Digitalsmiths-Warner Bros. Deal Demonstrates Importance of Video Search

Mar 30, 2008  •  Post A Comment

Video search and targeting firm Digitalsmiths has signed a deal to provide video search for a new Web site that Warner Bros. Television plans to launch in early April.
The partnership with Warner Bros. is the first deal Digitalsmiths has struck to manage video search on a consumer Web site for a major media brand, and it demonstrates the growing need for media companies to make video content easy to find on their sites.
As consumers continue to devour Web video, media companies are developing new sites, services and online shows to meet that demand. As they do so, they need the tools to help their site visitors find the videos they want to see. More than 75% of Internet users watched online video in January, according to comScore.
Digitalsmiths CEO Ben Weinberger referenced the Warner Bros. deal during a presentation at media agency Carat last week, but did not disclose details. However, the partnership is emblematic of a larger industry trend toward targeting, which means offering more relevant ads and content to either TV viewers or online consumers. In fact, targetability was a key topic of discussion at the Carat meeting, a sort of modern-day Algonquin Round Table for advanced television hosted by Mitch Oscar, Carat’s executive VP of digital.
More than 100 advertising, media and television executives from companies such as Cablevision, Visible World, Time Warner Cable, Google, Bear Stearns, Weather Channel and ABC gathered at Carat’s offices last week for a series of presentations on targeting tools for television and the Web.
With the effectiveness of traditional TV advertising being called into question, advertisers are increasingly eager to find ways to target their consumers through video search and addressable ads, which help drive more efficient ad buys.
“Targetability is key in advertising right now. It’s about addressability. It’s about the audience,” Mr. Oscar said.
DigitalSmiths’ video search technology lets media companies and Web sites find video and also marry ads to contextual Web video content.
Mr. Weinberger said the Warner Bros. site would launch shortly and will include video search, with video ad-targeting capabilities slated down the road. “We are building consumer search and targeted advertising,” he said, adding that Digitalsmiths will be able to provide information to media companies on what type of content their users search for, what they click on, how much of a video they watch and what they watch afterwards.

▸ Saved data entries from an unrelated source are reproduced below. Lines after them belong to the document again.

use chrono::NaiveDate;
use sleuth_core::model::{Anchor, DateRange, WrapMode};
use sleuth_core::roster::Roster;
use sleuth_core::SleuthError;
use sleuth_estimate::{
    build_distribution, select_best, EstimateRequest, Estimator, SeasonHint,
};

fn date(y: i32, m: u32, d: u32) -> NaiveDate {
    NaiveDate::from_ymd_opt(y, m, d).unwrap()
}

fn christmas_2001_cyclic() -> Anchor {
    Anchor::new(date(2001, 12, 25), 14.0, WrapMode::CyclicAnnual).unwrap()
}

fn october_2001_wide() -> Anchor {
    Anchor::new(date(2001, 10, 15), 200.0, WrapMode::Absolute).unwrap()
}

#[test]
fn recurring_christmas_peaks_in_both_years_of_the_range() {
    let range = DateRange::new(date(2000, 1, 1), date(2001, 12, 31)).unwrap();
    let result = build_distribution(&range, &[christmas_2001_cyclic()], 0.01).unwrap();

    let retained_dates: Vec<NaiveDate> = result.retained.iter().map(|s| s.date).collect();
    assert!(retained_dates.contains(&date(2000, 12, 25)));
    assert!(retained_dates.contains(&date(2001, 12, 25)));
    assert!(!retained_dates.contains(&date(2000, 1, 1)));

    // Christmas 2000 is the first day to hit the 1.0 peak, so it wins.
    let best = result.best.unwrap();
    assert_eq!(best.date, date(2000, 12, 25));
    assert_eq!(best.likelihood.value(), 1.0);
}

#[test]
fn two_anchor_compromise_stays_between_the_anchor_centers() {
    let anchors = [christmas_2001_cyclic(), october_2001_wide()];
    let range = DateRange::new(date(2000, 1, 1), date(2025, 12, 31)).unwrap();

    let result = build_distribution(&range, &anchors, 0.01).unwrap();
    let best = result.best.unwrap();

    assert!(best.date >= date(2001, 10, 15) && best.date <= date(2001, 12, 25));
    // The October anchor penalizes Christmas; the combined peak is below
    // the Christmas-only peak of 1.0.
    assert!(best.likelihood.value() < 1.0);
    // Narrow Christmas sigma dominates the compromise.
    assert_eq!(best.date, date(2001, 12, 25));
}

#[test]
fn build_is_idempotent() {
    let anchors = [christmas_2001_cyclic(), october_2001_wide()];
    let range = DateRange::new(date(2000, 1, 1), date(2003, 12, 31)).unwrap();

    let first = build_distribution(&range, &anchors, 0.01).unwrap();
    let second = build_distribution(&range, &anchors, 0.01).unwrap();
    assert_eq!(first, second);
}

#[test]
fn single_day_range_returns_that_day() {
    let anchor = Anchor::new(date(2001, 12, 25), 14.0, WrapMode::Absolute).unwrap();
    let range = DateRange::new(date(2001, 12, 20), date(2001, 12, 20)).unwrap();

    let result = build_distribution(&range, &[anchor], 0.01).unwrap();
    assert_eq!(result.best.unwrap().date, date(2001, 12, 20));
    assert_eq!(result.retained.len(), 1);
}

#[test]
fn select_best_projects_the_max_likelihood_date() {
    let range = DateRange::new(date(2001, 12, 1), date(2001, 12, 31)).unwrap();
    let result =
        build_distribution(&range, &[christmas_2001_cyclic()], 0.01).unwrap();
    assert_eq!(select_best(&result), Some(date(2001, 12, 25)));
}

#[test]
fn age_request_with_summer_hint_lands_in_summer_2015() {
    let roster = Roster::parse("Alice\t2010-06-01\n").unwrap();
    let estimator = Estimator::default();

    let request = EstimateRequest::Age {
        person: "Alice".to_string(),
        age: 5,
        season: Some(SeasonHint::Summer),
        range: None,
    };
    let response = estimator.estimate(&request, &roster).unwrap();

    let estimate: NaiveDate = response.estimated_date.unwrap().parse().unwrap();
    assert!(estimate >= date(2015, 6, 1) && estimate <= date(2015, 8, 31));
    assert!(!response.distribution.is_empty());
}

#[test]
fn age_request_without_hint_peaks_on_the_anniversary() {
    let roster = Roster::parse("Alice\t2010-06-01\n").unwrap();
    let estimator = Estimator::default();

    let request = EstimateRequest::Age {
        person: "Alice".to_string(),
        age: 5,
        season: None,
        range: None,
    };
    let response = estimator.estimate(&request, &roster).unwrap();
    assert_eq!(response.estimated_date.as_deref(), Some("2015-06-01"));
}

#[test]
fn christmas_hint_pins_the_nearest_december_25() {
    let roster = Roster::parse("Alice\t2010-06-01\n").unwrap();
    let estimator = Estimator::default();

    let request = EstimateRequest::Age {
        person: "Alice".to_string(),
        age: 5,
        season: Some(SeasonHint::Christmas),
        range: None,
    };
    let response = estimator.estimate(&request, &roster).unwrap();
    // June 2015 anniversary: Christmas 2014 is closer than Christmas 2015.
    assert_eq!(response.estimated_date.as_deref(), Some("2014-12-25"));
}

#[test]
fn birthday_hint_pins_the_anniversary() {
    let roster = Roster::parse("Alice\t2010-06-01\n").unwrap();
    let estimator = Estimator::default();

    let request = EstimateRequest::Age {
        person: "Alice".to_string(),
        age: 5,
        season: Some(SeasonHint::Birthday),
        range: None,
    };
    let response = estimator.estimate(&request, &roster).unwrap();
    assert_eq!(response.estimated_date.as_deref(), Some("2015-06-01"));
}

#[test]
fn unknown_person_is_rejected() {
    let roster = Roster::default();
    let estimator = Estimator::default();

    let request = EstimateRequest::Age {
        person: "Nobody".to_string(),
        age: 5,
        season: None,
        range: None,
    };
    let err = estimator.estimate(&request, &roster).unwrap_err();
    assert!(matches!(err, SleuthError::UnknownPerson { .. }));
}

#[test]
fn negative_age_is_rejected_at_the_request_level() {
    let roster = Roster::parse("Alice\t2010-06-01\n").unwrap();
    let estimator = Estimator::default();

    let request = EstimateRequest::Age {
        person: "Alice".to_string(),
        age: -3,
        season: None,
        range: None,
    };
    let err = estimator.estimate(&request, &roster).unwrap_err();
    assert!(matches!(err, SleuthError::NegativeAge { age: -3 }));
}

#[test]
fn empty_anchor_request_is_rejected() {
    let estimator = Estimator::default();
    let request = EstimateRequest::Anchors {
        anchors: vec![],
        range: None,
    };
    let err = estimator.estimate(&request, &Roster::default()).unwrap_err();
    assert!(matches!(err, SleuthError::EmptyAnchorSet));
}

#[test]
fn no_confident_estimate_is_reported_as_absent_not_as_an_error() {
    let estimator = Estimator::default();
    // Anchor a century before the range with a half-day sigma: every day
    // underflows to zero likelihood.
    let request = EstimateRequest::Anchors {
        anchors: vec![Anchor::new(date(1900, 1, 1), 0.5, WrapMode::Absolute).unwrap()],
        range: Some(DateRange::new(date(2000, 1, 1), date(2000, 1, 10)).unwrap()),
    };
    let response = estimator.estimate(&request, &Roster::default()).unwrap();
    assert_eq!(response.estimated_date, None);
    assert!(response.distribution.is_empty());
}

#[test]
fn request_json_end_to_end() {
    let roster = Roster::parse("# comment\nAlice\t2010-06-01\n").unwrap();
    let estimator = Estimator::default();

    let json = r#"{"kind":"age","person":"Alice","age":5,"season":"summer","range":null}"#;
    let request: EstimateRequest = serde_json::from_str(json).unwrap();
    let response = estimator.estimate(&request, &roster).unwrap();

    let body = serde_json::to_string(&response).unwrap();
    assert!(body.contains("\"estimated_date\":\"2015-07-15\""));
}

“We will build a picture of what users look for on a site,” he said.
He added that video search has been proven to increase time spent on a site.
Warner Bros. Television Group declined to comment specifically on the Digitalsmiths deal.

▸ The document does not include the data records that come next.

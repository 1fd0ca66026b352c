//! Point-estimate projection.

use chrono::NaiveDate;

use sleuth_core::model::EstimationResult;

/// Best-estimate date, if any day in range scored above zero.
///
/// Callers needing the retained distribution read it off the result
/// directly; this keeps point-estimate callers decoupled from it.
pub fn select_best(result: &EstimationResult) -> Option<NaiveDate> {
    result.best.map(|scored| scored.date)
}
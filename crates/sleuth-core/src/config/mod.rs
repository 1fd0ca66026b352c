pub mod defaults;

use chrono::NaiveDate;
use serde::{Deserialize, Serialize};

use crate::model::DateRange;

/// Tunable estimator parameters. `Default` mirrors the constants in
/// [`defaults`].
#[derive(Debug, Clone, PartialEq, Serialize, Deserialize)]
pub struct EstimatorConfig {
    /// Minimum combined likelihood for a day to be retained in the
    /// displayable distribution. Max tracking ignores this.
    pub significance_threshold: f64,
    /// Spread for "sometime in that year of life" age anchors.
    pub year_sigma_days: f64,
    /// Spread for season-narrowed age anchors.
    pub season_sigma_days: f64,
    /// Spread for holiday-narrowed age anchors.
    pub holiday_sigma_days: f64,
    /// Spread for birthday-pinned age anchors.
    pub birthday_sigma_days: f64,
}

impl Default for EstimatorConfig {
    fn default() -> Self {
        Self {
            significance_threshold: defaults::DEFAULT_SIGNIFICANCE_THRESHOLD,
            year_sigma_days: defaults::YEAR_SIGMA_DAYS,
            season_sigma_days: defaults::SEASON_SIGMA_DAYS,
            holiday_sigma_days: defaults::HOLIDAY_SIGMA_DAYS,
            birthday_sigma_days: defaults::BIRTHDAY_SIGMA_DAYS,
        }
    }
}

impl EstimatorConfig {
    /// Broad fallback range used when a request supplies none.
    pub fn default_range() -> DateRange {
        let (sy, sm, sd) = defaults::DEFAULT_RANGE_START;
        let (ey, em, ed) = defaults::DEFAULT_RANGE_END;
        DateRange {
            start: NaiveDate::from_ymd_opt(sy, sm, sd).expect("default range start is valid"),
            end: NaiveDate::from_ymd_opt(ey, em, ed).expect("default range end is valid"),
        }
    }
}
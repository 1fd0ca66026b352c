//! Daily distribution build over a date range.

use chrono::NaiveDate;

use sleuth_core::config::defaults::MAX_RANGE_DAYS;
use sleuth_core::errors::{SleuthError, SleuthResult};
use sleuth_core::model::{Anchor, DateRange, EstimationResult, Likelihood, ScoredDate};

use crate::combine::combined_likelihood;

/// Evaluate every day in `range` and assemble the estimation result.
///
/// Retention and max tracking are independent policies: a day is retained
/// only when its likelihood strictly exceeds `threshold`, while the
/// maximum is tracked across all evaluated days; ties keep the first date
/// in ascending order. `best` is absent only when every day scored
/// exactly zero.
pub fn build_distribution(
    range: &DateRange,
    anchors: &[Anchor],
    threshold: f64,
) -> SleuthResult<EstimationResult> {
    range.validate()?;
    if anchors.is_empty() {
        return Err(SleuthError::EmptyAnchorSet);
    }
    for anchor in anchors {
        anchor.validate()?;
    }

    if range.num_days() > MAX_RANGE_DAYS {
        tracing::warn!(
            num_days = range.num_days(),
            limit = MAX_RANGE_DAYS,
            start = %range.start,
            end = %range.end,
            "date range exceeds {} daily steps; estimation will still complete",
            MAX_RANGE_DAYS,
        );
    }

    let mut best: Option<(NaiveDate, f64)> = None;
    let mut retained = Vec::new();

    for day in range.days() {
        let likelihood = combined_likelihood(day, anchors);

        if likelihood > threshold {
            retained.push(ScoredDate {
                date: day,
                likelihood: Likelihood::new(likelihood),
            });
        }

        let improves = match best {
            None => likelihood > 0.0,
            Some((_, current)) => likelihood > current,
        };
        if improves {
            best = Some((day, likelihood));
        }
    }

    Ok(EstimationResult {
        best: best.map(|(date, likelihood)| ScoredDate {
            date,
            likelihood: Likelihood::new(likelihood),
        }),
        retained,
    })
}
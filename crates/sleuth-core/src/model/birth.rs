use std::str::FromStr;

use chrono::NaiveDate;
use serde::{Deserialize, Serialize};
use ts_rs::TS;

use crate::errors::{SleuthError, SleuthResult};

/// Birth reference: a full date, or a bare year when the month and day
/// are unknown.
#[derive(Debug, Clone, Copy, PartialEq, Eq, Serialize, Deserialize, TS)]
#[ts(export)]
#[serde(untagged)]
pub enum BirthReference {
    Date(NaiveDate),
    Year(i32),
}

impl BirthReference {
    /// Concrete date used for anniversary arithmetic. A bare year
    /// resolves to July 1, the middle of that year.
    pub fn as_date(&self) -> SleuthResult<NaiveDate> {
        match *self {
            Self::Date(date) => Ok(date),
            Self::Year(year) => {
                NaiveDate::from_ymd_opt(year, 7, 1).ok_or(SleuthError::UnparseableDate {
                    input: year.to_string(),
                })
            }
        }
    }
}

impl FromStr for BirthReference {
    type Err = SleuthError;

    fn from_str(s: &str) -> Result<Self, Self::Err> {
        let s = s.trim();
        if let Ok(date) = NaiveDate::parse_from_str(s, "%Y-%m-%d") {
            return Ok(Self::Date(date));
        }
        if let Ok(year) = s.parse::<i32>() {
            if (1000..=9999).contains(&year) {
                return Ok(Self::Year(year));
            }
        }
        Err(SleuthError::UnparseableDate {
            input: s.to_string(),
        })
    }
}
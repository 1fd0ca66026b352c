// Single source of truth for all default values.

// --- Significance ---
pub const DEFAULT_SIGNIFICANCE_THRESHOLD: f64 = 0.01;

// --- Anchor spreads (days) ---
pub const YEAR_SIGMA_DAYS: f64 = 180.0;
pub const SEASON_SIGMA_DAYS: f64 = 45.0;
pub const HOLIDAY_SIGMA_DAYS: f64 = 14.0;
pub const BIRTHDAY_SIGMA_DAYS: f64 = 14.0;

// --- Cyclic wrap ---
pub const WRAP_PERIOD_DAYS: f64 = 365.0; // fixed; leap drift accepted

// --- Default evaluation range ---
pub const DEFAULT_RANGE_START: (i32, u32, u32) = (2000, 1, 1);
pub const DEFAULT_RANGE_END: (i32, u32, u32) = (2025, 12, 31);
pub const MAX_RANGE_DAYS: i64 = 36_525; // ~100 years of daily steps

// --- Season midpoints (month, day) ---
pub const SPRING_MIDPOINT: (u32, u32) = (4, 15);
pub const SUMMER_MIDPOINT: (u32, u32) = (7, 15);
pub const FALL_MIDPOINT: (u32, u32) = (10, 15);
pub const WINTER_MIDPOINT: (u32, u32) = (1, 15);

// --- Holidays ---
pub const CHRISTMAS_MONTH_DAY: (u32, u32) = (12, 25);
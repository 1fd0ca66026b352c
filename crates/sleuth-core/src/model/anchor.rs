use chrono::NaiveDate;
use serde::{Deserialize, Serialize};
use ts_rs::TS;

use crate::errors::{SleuthError, SleuthResult};

/// Whether an anchor's influence recurs every calendar year or applies
/// exactly once.
#[derive(Debug, Clone, Copy, PartialEq, Eq, Hash, Serialize, Deserialize, TS)]
#[ts(export)]
#[serde(rename_all = "snake_case")]
pub enum WrapMode {
    /// Recurs on a fixed 365-day cycle. Leap-day drift is accepted, not
    /// corrected.
    CyclicAnnual,
    /// Occurs once.
    Absolute,
}

/// One piece of temporal evidence: a date-centered probability lobe.
#[derive(Debug, Clone, Copy, PartialEq, Serialize, Deserialize, TS)]
#[ts(export)]
pub struct Anchor {
    /// Peak of the lobe.
    pub center: NaiveDate,
    /// Spread in days. Must be positive and finite.
    pub sigma_days: f64,
    pub wrap: WrapMode,
}

impl Anchor {
    /// Build a validated anchor.
    pub fn new(center: NaiveDate, sigma_days: f64, wrap: WrapMode) -> SleuthResult<Self> {
        let anchor = Self {
            center,
            sigma_days,
            wrap,
        };
        anchor.validate()?;
        Ok(anchor)
    }

    /// Re-check invariants on values that bypassed [`Anchor::new`], e.g.
    /// deserialized request payloads.
    pub fn validate(&self) -> SleuthResult<()> {
        if !self.sigma_days.is_finite() || self.sigma_days <= 0.0 {
            return Err(SleuthError::NonPositiveSigma {
                sigma: self.sigma_days,
            });
        }
        Ok(())
    }
}
//! People and birthdays known to the estimator.
//!
//! Parses the tab-separated roster format used by the photo browser: one
//! `Name<TAB>birth` entry per line, `#` comments and blank lines skipped.
//! Reading the text off disk is the host's concern.

use serde::{Deserialize, Serialize};
use ts_rs::TS;

use crate::errors::{SleuthError, SleuthResult};
use crate::model::BirthReference;

/// A named person with a birth reference.
#[derive(Debug, Clone, PartialEq, Serialize, Deserialize, TS)]
#[ts(export)]
pub struct Person {
    pub name: String,
    pub birth: BirthReference,
}

/// In-memory roster of people, looked up by exact name.
#[derive(Debug, Clone, Default, PartialEq, Serialize, Deserialize, TS)]
#[ts(export)]
pub struct Roster {
    pub people: Vec<Person>,
}

impl Roster {
    /// Parse the roster text format.
    pub fn parse(input: &str) -> SleuthResult<Self> {
        let mut people = Vec::new();
        for line in input.lines() {
            let line = line.trim();
            if line.is_empty() || line.starts_with('#') {
                continue;
            }
            let (name, birth) = line
                .split_once('\t')
                .ok_or_else(|| SleuthError::MalformedRosterLine {
                    line: line.to_string(),
                })?;
            people.push(Person {
                name: name.trim().to_string(),
                birth: birth.parse()?,
            });
        }
        Ok(Self { people })
    }

    /// Birth reference for `name`, if the roster knows them.
    pub fn birth_of(&self, name: &str) -> Option<BirthReference> {
        self.people
            .iter()
            .find(|p| p.name == name)
            .map(|p| p.birth)
    }
}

However, the company provided the following statement: “We are in the process of developing several Warner Bros.-branded Web destinations and will announce all the details in the coming weeks.”
Digitalsmiths is one of several companies aiming to provide this sort of “private label” video search for specific media sites and Web destinations. Competitors include Blinkx, Clipblast, Truveo and others.
Experts believe that private-label search on a Web site makes sense for smaller firms, rather than competing head-on with Google as a consumer search destination for video.
While Google is dominant online, it’s also making a bigger play for TV ad dollars these days with its Google TV ads project. Through its AdWords advertising platform, Google has been providing clients with an auction system for TV ad time on EchoStar for nine months. Ultimately the search engine would like to provide a “dashboard” for advertisers to let them view their ad campaigns across all mediums, including online TV, radio, print and others.
“Can Google do that in TV?” said Daniel Gertsacov, senior account executive for TV at Google, who spoke at the meeting. “I will put as evidence the last nine years what we have been able to do on the Web, with both Google’s growth and that we have made $1.44 billion in the fourth quarter for our partners. That’s our proposition as we approach television today.”
So far Google has been able to provide detailed reports to its TV advertisers within 24 hours of running a spot, he said. That includes information on whether a consumer changed the channel during a commercial, watched the entire commercial live and the percent of a show’s audience the ad retained. Google also provides information on what portion of a commercial consumers watched, in which show and on which day.
“That approach to buying television is a search online approach applied to TV, and our initial experience over the last nine months is that not only does it work, but it’s one dashboard for ROI for advertisers with TV, online, offline, billboard,” Mr. Gertsacov said. “We have the computer know-how to provide those answers.”
TV networks also are providing targeted ads in some cases. The Weather Channel, using the same technology it relies on to deliver local forecasts, is delivering ads to viewers targeted to their local weather, said Chris Raleigh, senior VP of ad sales at the cable channel, during his presentation.
For instance, the network can peddle air conditioners when the weather in different locales hits 90 degrees. By the same token, advertisers like Home Depot have used the geo-targeting tools to market different products and services depending on the local forecast.
Cable operators are keen to explore targeted ads and content. “As television … continues to take on the interactivity of the Web, it is important that we all work together to take advantage of these technologies for our businesses and our clients.” said Barry Frey, senior VP of advanced platform sales at Cablevision.